What needs to be done:
Every line from the first in the listing below to the line containing "NodeTest::Comment => kind" is to be repeated exactly, and no line past it.

Given data:
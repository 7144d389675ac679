//! Built-in matcher for XSLT 1.0 location-path patterns.
//!
//! Supported: `/`, `a/b`, `a//b`, `/a`, `//a`, `@x`, `@*`, `*`, `{uri}x`,
//! `{uri}*`, `node()`, `text()`, `comment()`, `processing-instruction()`
//! (optionally with a literal target), and attribute predicates `[@x]` and
//! `[@x='v']`. Names with a prefix must already be expanded to `{uri}local`.

use std::fmt;
use std::sync::Arc;

use templar_foundation::{Error, Priority, QName, Result, Score};

use super::{Matcher, TargetKey};
use crate::node::{NodeKind, NodeRef};

// =============================================================================
// Pattern AST
// =============================================================================

#[derive(Clone, Copy, Debug, PartialEq, Eq)]
enum Axis {
    Child,
    Attribute,
}

#[derive(Clone, Debug, PartialEq, Eq)]
enum NodeTest {
    Name(QName),
    Any,
    NamespaceAny(Arc<str>),
    Node,
    Text,
    Comment,
    ProcessingInstruction(Option<Arc<str>>),
}

/// How a step relates to the step before it.
#[derive(Clone, Copy, Debug, PartialEq, Eq)]
enum Separator {
    Child,
    Descendant,
}

#[derive(Clone, Copy, Debug, PartialEq, Eq)]
enum Anchor {
    Relative,
    Root,
    Descendant,
}

#[derive(Clone, Debug)]
struct Predicate {
    attribute: QName,
    value: Option<String>,
}

impl Predicate {
    fn holds(&self, node: NodeRef<'_>) -> bool {
        let Some(attr) = node.attribute(self.attribute.namespace(), self.attribute.local_name())
        else {
            return false;
        };
        self.value
            .as_deref()
            .is_none_or(|expected| attr.content() == Some(expected))
    }
}

#[derive(Clone, Debug)]
struct Step {
    axis: Axis,
    test: NodeTest,
    predicates: Vec<Predicate>,
    separator: Separator,
}

impl Step {
    fn matches(&self, node: NodeRef<'_>) -> bool {
        let kind = node.kind();
        let kind_ok = match self.axis {
            Axis::Attribute => kind == NodeKind::Attribute,
            Axis::Child => match &self.test {
                NodeTest::Name(_) | NodeTest::Any | NodeTest::NamespaceAny(_) => {
                    kind == NodeKind::Element
                }
                NodeTest::Node => kind.is_child_kind(),
                NodeTest::Text => kind.is_text(),
                NodeTest::Comment => kind == NodeKind::Comment,
                NodeTest::ProcessingInstruction(target) => {
                    kind == NodeKind::ProcessingInstruction
                        && target
                            .as_deref()
                            .is_none_or(|t| node.local_name() == Some(t))
                }
            },
        };

        kind_ok && self.name_ok(node) && self.predicates.iter().all(|p| p.holds(node))
    }

    fn name_ok(&self, node: NodeRef<'_>) -> bool {
        match &self.test {
            NodeTest::Name(name) => node
                .local_name()
                .is_some_and(|local| name.matches(node.namespace_uri(), local)),
            NodeTest::NamespaceAny(uri) => node.namespace_uri() == Some(&**uri),
            _ => true,
        }
    }
}

// =============================================================================
// PathPattern
// =============================================================================

/// A compiled location-path pattern.
#[derive(Clone)]
pub struct PathPattern {
    source: Arc<str>,
    anchor: Anchor,
    steps: Vec<Step>,
    priority: Priority,
    target: TargetKey,
}

impl PathPattern {
    /// Parses a single alternative (no top-level `|`).
    ///
    /// # Errors
    /// Returns a `PatternSyntax` error for malformed or unsupported syntax.
    pub fn parse(text: &str) -> Result<Self> {
        Parser::new(text, text, 0).path()
    }

    /// Returns the pattern text.
    #[must_use]
    pub fn source(&self) -> &str {
        &self.source
    }

    /// Returns true if `node` matches.
    #[must_use]
    pub fn matches(&self, node: NodeRef<'_>) -> bool {
        match self.steps.len() {
            0 => node.kind() == NodeKind::Document,
            n => self.match_at(n - 1, node),
        }
    }

    fn match_at(&self, index: usize, node: NodeRef<'_>) -> bool {
        let step = &self.steps[index];
        if !step.matches(node) {
            return false;
        }

        if index == 0 {
            return match self.anchor {
                Anchor::Relative => true,
                Anchor::Root => node.parent().is_some_and(|p| p.kind() == NodeKind::Document),
                Anchor::Descendant => node
                    .ancestors()
                    .last()
                    .is_some_and(|r| r.kind() == NodeKind::Document),
            };
        }

        match step.separator {
            Separator::Child => node.parent().is_some_and(|p| self.match_at(index - 1, p)),
            Separator::Descendant => node.ancestors().any(|a| self.match_at(index - 1, a)),
        }
    }

    fn new(source: &str, anchor: Anchor, steps: Vec<Step>) -> Self {
        let priority = default_priority(anchor, &steps);
        let target = steps.last().map_or(TargetKey::Document, |step| match &step.test {
            NodeTest::Name(name) => TargetKey::Name(name.local_name().into()),
            NodeTest::Text => TargetKey::Text,
            NodeTest::Comment => TargetKey::Comment,
            NodeTest::ProcessingInstruction(_) => TargetKey::ProcessingInstruction,
            NodeTest::Any | NodeTest::NamespaceAny(_) | NodeTest::Node => TargetKey::Wildcard,
        });
        Self {
            source: source.trim().into(),
            anchor,
            steps,
            priority,
            target,
        }
    }
}

fn default_priority(anchor: Anchor, steps: &[Step]) -> Priority {
    match (anchor, steps) {
        (Anchor::Relative, [step]) if step.predicates.is_empty() => match step.test {
            NodeTest::Name(_) | NodeTest::ProcessingInstruction(Some(_)) => Priority::NAME_TEST,
            NodeTest::NamespaceAny(_) => Priority::NAMESPACE_WILDCARD,
            _ => Priority::KIND_TEST,
        },
        _ => Priority::COMPLEX,
    }
}

impl Matcher for PathPattern {
    fn match_score(&self, node: NodeRef<'_>) -> Score {
        if self.matches(node) {
            Score::Match(self.priority)
        } else {
            Score::NoMatch
        }
    }

    fn target_hint(&self) -> TargetKey {
        self.target.clone()
    }

    fn default_priority(&self) -> Priority {
        self.priority
    }
}

impl fmt::Debug for PathPattern {
    fn fmt(&self, f: &mut fmt::Formatter<'_>) -> fmt::Result {
        write!(f, "PathPattern({:?})", self.source)
    }
}

impl fmt::Display for PathPattern {
    fn fmt(&self, f: &mut fmt::Formatter<'_>) -> fmt::Result {
        f.write_str(&self.source)
    }
}

// =============================================================================
// Parser
// =============================================================================

/// Splits `text` on top-level `|` and parses each alternative.
pub(crate) fn parse_union(text: &str) -> Result<Vec<PathPattern>> {
    let mut alternatives = Vec::new();
    let mut start = 0;
    let mut depth = 0usize;
    let mut quote: Option<char> = None;

    for (i, c) in text.char_indices() {
        match (quote, c) {
            (Some(q), c) if c == q => quote = None,
            (Some(_), _) => {}
            (None, '\'' | '"') => quote = Some(c),
            (None, '[' | '{' | '(') => depth += 1,
            (None, ']' | '}' | ')') => depth = depth.saturating_sub(1),
            (None, '|') if depth == 0 => {
                alternatives.push(Parser::new(text, &text[start..i], start).path()?);
                start = i + 1;
            }
            _ => {}
        }
    }
    alternatives.push(Parser::new(text, &text[start..], start).path()?);
    Ok(alternatives)
}

struct Parser<'src> {
    /// Whole pattern, for error messages.
    full: &'src str,
    /// The alternative being parsed.
    text: &'src str,
    /// Offset of `text` within `full`.
    base: usize,
    /// Byte offset within `text`.
    pos: usize,
}

impl<'src> Parser<'src> {
    fn new(full: &'src str, text: &'src str, base: usize) -> Self {
        Self {
            full,
            text,
            base,
            pos: 0,
        }
    }

    fn path(mut self) -> Result<PathPattern> {
        self.skip_ws();
        if self.at_end() {
            return Err(self.error("empty pattern"));
        }

        let anchor = if self.eat("//") {
            Anchor::Descendant
        } else if self.eat("/") {
            Anchor::Root
        } else {
            Anchor::Relative
        };

        self.skip_ws();
        let mut steps = Vec::new();
        if anchor == Anchor::Root && self.at_end() {
            return Ok(PathPattern::new(self.text, anchor, steps));
        }

        let mut separator = Separator::Child;
        loop {
            steps.push(self.step(separator)?);
            self.skip_ws();
            if self.at_end() {
                break;
            }
            separator = if self.eat("//") {
                Separator::Descendant
            } else if self.eat("/") {
                Separator::Child
            } else {
                return Err(self.error("expected '/' or end of pattern"));
            };
            self.skip_ws();
        }

        Ok(PathPattern::new(self.text, anchor, steps))
    }

    fn step(&mut self, separator: Separator) -> Result<Step> {
        let axis = if self.eat("@") || self.eat("attribute::") {
            Axis::Attribute
        } else {
            self.eat("child::");
            Axis::Child
        };

        self.skip_ws();
        let start = self.pos;
        let test = self.node_test()?;
        if axis == Axis::Attribute
            && matches!(
                test,
                NodeTest::Text | NodeTest::Comment | NodeTest::ProcessingInstruction(_)
            )
        {
            return Err(self.error_at(start, "the attribute axis only admits name tests and node()"));
        }

        let mut predicates = Vec::new();
        loop {
            self.skip_ws();
            if !self.eat("[") {
                break;
            }
            predicates.push(self.predicate()?);
        }

        Ok(Step {
            axis,
            test,
            predicates,
            separator,
        })
    }

    fn node_test(&mut self) -> Result<NodeTest> {
        if self.eat("*") {
            return Ok(NodeTest::Any);
        }

        if self.peek() == Some('{') || self.rest().starts_with("Q{") {
            let uri = self.braced_uri()?;
            if self.eat("*") {
                return Ok(NodeTest::NamespaceAny(uri.into()));
            }
            let local = self.ncname()?;
            return Ok(NodeTest::Name(QName::new(uri, local)));
        }

        let start = self.pos;
        let name = self.ncname()?;
        self.skip_ws();

        if self.eat("(") {
            self.skip_ws();
            let test = match name {
                "node" => NodeTest::Node,
                "text" => NodeTest::Text,
                "comment" => NodeTest::Comment,
                "processing-instruction" => {
                    let target = match self.peek() {
                        Some('\'' | '"') => Some(self.literal()?.into()),
                        _ => None,
                    };
                    NodeTest::ProcessingInstruction(target)
                }
                other => {
                    return Err(self.error_at(start, format!("unknown node test {other}()")));
                }
            };
            self.skip_ws();
            if !self.eat(")") {
                return Err(self.error("expected ')'"));
            }
            return Ok(test);
        }

        if self.peek() == Some(':') {
            return Err(self.error_at(start, "prefixed names must be written as {uri}local"));
        }
        Ok(NodeTest::Name(QName::local(name)))
    }

    fn predicate(&mut self) -> Result<Predicate> {
        self.skip_ws();
        if !self.eat("@") {
            return Err(self.error("only attribute predicates are supported"));
        }

        let attribute = if self.peek() == Some('{') || self.rest().starts_with("Q{") {
            let uri = self.braced_uri()?;
            QName::new(uri, self.ncname()?)
        } else {
            QName::local(self.ncname()?)
        };

        self.skip_ws();
        let value = if self.eat("=") {
            self.skip_ws();
            Some(self.literal()?.to_string())
        } else {
            None
        };

        self.skip_ws();
        if !self.eat("]") {
            return Err(self.error("expected ']'"));
        }
        Ok(Predicate { attribute, value })
    }

    fn braced_uri(&mut self) -> Result<&'src str> {
        self.eat("Q");
        let open = self.pos;
        self.eat("{");
        let rest = self.rest();
        let Some(close) = rest.find('}') else {
            return Err(self.error_at(open, "unterminated '{'"));
        };
        let uri = &rest[..close];
        self.pos += close + 1;
        Ok(uri)
    }

    fn ncname(&mut self) -> Result<&'src str> {
        let rest = self.rest();
        let mut end = 0;
        for (i, c) in rest.char_indices() {
            let ok = if i == 0 {
                c.is_alphabetic() || c == '_'
            } else {
                c.is_alphanumeric() || matches!(c, '_' | '-' | '.')
            };
            if !ok {
                break;
            }
            end = i + c.len_utf8();
        }
        if end == 0 {
            return Err(self.error("expected a name"));
        }
        self.pos += end;
        Ok(&rest[..end])
    }

    fn literal(&mut self) -> Result<&'src str> {
        let start = self.pos;
        let Some(quote) = self.peek().filter(|c| matches!(*c, '\'' | '"')) else {
            return Err(self.error("expected a quoted literal"));
        };
        self.pos += 1;
        let rest = self.rest();
        let Some(close) = rest.find(quote) else {
            return Err(self.error_at(start, "unterminated literal"));
        };
        self.pos += close + 1;
        Ok(&rest[..close])
    }

    fn rest(&self) -> &'src str {
        &self.text[self.pos..]
    }

    fn peek(&self) -> Option<char> {
        self.rest().chars().next()
    }

    fn at_end(&self) -> bool {
        self.pos >= self.text.len()
    }

    fn eat(&mut self, token: &str) -> bool {
        if self.rest().starts_with(token) {
            self.pos += token.len();
            true
        } else {
            false
        }
    }

    fn skip_ws(&mut self) {
        let rest = self.rest();
        self.pos += rest.len() - rest.trim_start().len();
    }

    fn error(&self, message: impl Into<String>) -> Error {
        self.error_at(self.pos, message)
    }

    fn error_at(&self, pos: usize, message: impl Into<String>) -> Error {
        Error::pattern_syntax(self.full, self.base + pos, message)
    }
}

// =============================================================================
// Tests
// =============================================================================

Solution to the exercise:
repository 7144d389675ac679
//! Built-in matcher for XSLT 1.0 location-path patterns.
//!
//! Supported: `/`, `a/b`, `a//b`, `/a`, `//a`, `@x`, `@*`, `*`, `{uri}x`,
//! `{uri}*`, `node()`, `text()`, `comment()`, `processing-instruction()`
//! (optionally with a literal target), and attribute predicates `[@x]` and
//! `[@x='v']`. Names with a prefix must already be expanded to `{uri}local`.

use std::fmt;
use std::sync::Arc;

use templar_foundation::{Error, Priority, QName, Result, Score};

use super::{Matcher, TargetKey};
use crate::node::{NodeKind, NodeRef};

// =============================================================================
// Pattern AST
// =============================================================================

#[derive(Clone, Copy, Debug, PartialEq, Eq)]
enum Axis {
    Child,
    Attribute,
}

#[derive(Clone, Debug, PartialEq, Eq)]
enum NodeTest {
    Name(QName),
    Any,
    NamespaceAny(Arc<str>),
    Node,
    Text,
    Comment,
    ProcessingInstruction(Option<Arc<str>>),
}

/// How a step relates to the step before it.
#[derive(Clone, Copy, Debug, PartialEq, Eq)]
enum Separator {
    Child,
    Descendant,
}

#[derive(Clone, Copy, Debug, PartialEq, Eq)]
enum Anchor {
    Relative,
    Root,
    Descendant,
}

#[derive(Clone, Debug)]
struct Predicate {
    attribute: QName,
    value: Option<String>,
}

impl Predicate {
    fn holds(&self, node: NodeRef<'_>) -> bool {
        let Some(attr) = node.attribute(self.attribute.namespace(), self.attribute.local_name())
        else {
            return false;
        };
        self.value
            .as_deref()
            .is_none_or(|expected| attr.content() == Some(expected))
    }
}

#[derive(Clone, Debug)]
struct Step {
    axis: Axis,
    test: NodeTest,
    predicates: Vec<Predicate>,
    separator: Separator,
}

impl Step {
    fn matches(&self, node: NodeRef<'_>) -> bool {
        let kind = node.kind();
        let kind_ok = match self.axis {
            Axis::Attribute => kind == NodeKind::Attribute,
            Axis::Child => match &self.test {
                NodeTest::Name(_) | NodeTest::Any | NodeTest::NamespaceAny(_) => {
                    kind == NodeKind::Element
                }
                NodeTest::Node => kind.is_child_kind(),
                NodeTest::Text => kind.is_text(),
                NodeTest::Comment => kind == NodeKind::Comment,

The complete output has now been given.